Open AccessDevelopment of a PCR assay combined with a short enrichment culture for detection of Campylobacter jejuni in estuarine surface waters
Author(s) -
Hernandez Javier,
Alonso Jose L,
Fayos Alicia,
Amoros Inmaculada,
Owen Robert J
Publication year - 1995
Publication title -
fems microbiology letters
Language(s) - English
Resource type - Journals
SCImago Journal Rank - 0.899
H-Index - 151
eISSN - 1574-6968
pISSN - 0378-1097
DOI - 10.1111/j.1574-6968.1995.tb07474.x
Subject(s) - campylobacter jejuni , flagellin , detection limit , dna extraction , microbiology and biotechnology , chromatography , polymerase chain reaction , campylobacter , lysis buffer , lysis , biology , chemistry , bacteria , gene , biochemistry , genetics
Two extraction procedures were examined, and it was found that DNA recovered from Campylobacter jejuni lysed by the cetyltrimethylammonium bromide (CTAB) method was more suitable for use as a PCR template than DNA released by the boiling method.
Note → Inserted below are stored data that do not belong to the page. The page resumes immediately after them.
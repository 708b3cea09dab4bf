//! Recursive character chunking for transcripts.
//!
//! Splits on progressively finer separators (blank line, newline, sentence
//! end, word boundary) and only falls back to hard character cuts when a
//! piece has no usable boundary at all. Consecutive chunks share up to
//! `overlap` characters of trailing context.

use std::collections::VecDeque;

/// Separator ladder, coarsest first.
const SEPARATORS: [&str; 4] = ["\n\n", "\n", ". ", " "];

/// Split text into ordered chunks of at most `chunk_size` characters.
///
/// Consecutive chunks share up to `overlap` characters at their boundary.
/// Returns an empty vector for empty input.
pub fn split_text(text: &str, chunk_size: usize, overlap: usize) -> Vec<String> {
    if text.trim().is_empty() || chunk_size == 0 {
        return Vec::new();
    }

    let pieces = split_recursive(text, chunk_size, &SEPARATORS);
    merge_pieces(pieces, chunk_size, overlap)
}

/// Break text into pieces no longer than `chunk_size`, preferring the
/// coarsest separator that produces progress.
fn split_recursive(text: &str, chunk_size: usize, separators: &[&str]) -> Vec<String> {
    if char_len(text) <= chunk_size {
        return vec![text.to_string()];
    }

    let Some((sep, rest)) = separators.split_first() else {
        return hard_split(text, chunk_size);
    };

    if !text.contains(sep) {
        return split_recursive(text, chunk_size, rest);
    }

    let mut pieces = Vec::new();
    for part in text.split_inclusive(sep) {
        if char_len(part) <= chunk_size {
            pieces.push(part.to_string());
        } else {
            pieces.extend(split_recursive(part, chunk_size, rest));
        }
    }
    pieces
}

/// Character cuts for text with no separator at all.
fn hard_split(text: &str, chunk_size: usize) -> Vec<String> {
    let chars: Vec<char> = text.chars().collect();
    chars
        .chunks(chunk_size)
        .map(|c| c.iter().collect())
        .collect()
}

/// Greedily pack pieces into chunks, carrying an overlap window between them.
fn merge_pieces(pieces: Vec<String>, chunk_size: usize, overlap: usize) -> Vec<String> {
    let mut chunks = Vec::new();
    let mut window: VecDeque<String> = VecDeque::new();
    let mut window_len = 0usize;

    for piece in pieces {
        let piece_len = char_len(&piece);

        if window_len + piece_len > chunk_size && !window.is_empty() {
            push_chunk(&mut chunks, &window);

            // Retain at most `overlap` characters of context, and always
            // make room for the incoming piece.
            while !window.is_empty()
                && (window_len > overlap || window_len + piece_len > chunk_size)
            {
                if let Some(front) = window.pop_front() {
                    window_len -= char_len(&front);
                }
            }
        }

        window_len += piece_len;
        window.push_back(piece);
    }

    if window_len > 0 {
        push_chunk(&mut chunks, &window);
    }

    chunks
}

fn push_chunk(chunks: &mut Vec<String>, window: &VecDeque<String>) {
    let joined: String = window.iter().map(|s| s.as_str()).collect();
    let trimmed = joined.trim();
    if !trimmed.is_empty() {
        chunks.push(trimmed.to_string());
    }
}

fn char_len(s: &str) -> usize {
    s.chars().count()
}

#[cfg(test)]
mod tests {
    use super::*;

    #[test]
    fn test_empty_input_yields_no_chunks() {
        assert!(split_text("", 800, 180).is_empty());
        assert!(split_text("   \n  ", 800, 180).is_empty());
    }

    #[test]
    fn test_short_input_is_one_chunk() {
        let chunks = split_text("a short transcript", 800, 180);
        assert_eq!(chunks, vec!["a short transcript".to_string()]);
    }

    #[test]
    fn test_chunks_respect_size_limit() {
        let text = "word ".repeat(500);
        let chunks = split_text(&text, 100, 20);
        assert!(chunks.len() > 1);
        for chunk in &chunks {
            assert!(chunk.chars().count() <= 100, "chunk too long: {}", chunk.len());
        }
    }

    #[test]
    fn test_consecutive_chunks_share_overlap() {
        let text = (0..200)
            .map(|i| format!("w{}", i))
            .collect::<Vec<_>>()
            .join(" ");
        let chunks = split_text(&text, 80, 30);
        assert!(chunks.len() > 1);

        for pair in chunks.windows(2) {
            // The next chunk starts with words carried over from the
            // previous chunk's tail.
            let first_word = pair[1].split_whitespace().next().unwrap();
            assert!(
                pair[0].contains(first_word),
                "expected '{}' to appear in previous chunk",
                first_word
            );
        }
    }

    #[test]
    fn test_prefers_paragraph_boundaries() {
        let text = format!("{}\n\n{}", "a".repeat(60), "b".repeat(60));
        let chunks = split_text(&text, 80, 0);
        assert_eq!(chunks.len(), 2);
        assert!(chunks[0].chars().all(|c| c == 'a'));
        assert!(chunks[1].chars().all(|c| c == 'b'));
    }

    #[test]
    fn test_hard_cut_when_no_boundaries() {
        let text = "x".repeat(250);
        let chunks = split_text(&text, 100, 0);
        assert_eq!(chunks.len(), 3);
        assert_eq!(chunks[0].len(), 100);
        assert_eq!(chunks[2].len(), 50);
    }

    #[test]
    fn test_order_is_preserved() {
        let text = (0..100)
            .map(|i| format!("token{}", i))
            .collect::<Vec<_>>()
            .join(" ");
        let chunks = split_text(&text, 120, 0);
        let rejoined = chunks.join(" ");
        let mut last_pos = 0;
        for i in (0..100).step_by(10) {
            let needle = format!("token{} ", i);
            let pos = rejoined[last_pos..].find(&needle).map(|p| p + last_pos);
            assert!(pos.is_some(), "token{} missing or out of order", i);
            last_pos = pos.unwrap();
        }
    }

    #[test]
    fn test_multibyte_text_does_not_panic() {
        let text = "æøå ".repeat(100);
        let chunks = split_text(&text, 50, 10);
        assert!(!chunks.is_empty());
        for chunk in chunks {
            assert!(chunk.chars().count() <= 50);
        }
    }
}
The region targeted for PCR amplification was a 1.73‐kb portion of the flagellin A gene of C. jejuni . The detection limit was lower than 30 cells per 100 ml in artificially contaminated waters. PCR assay and conventional culturing method had the same sensitivity, but results of the PCR technique were available within 48 h and so shortened the time necessary for detection by 48 h.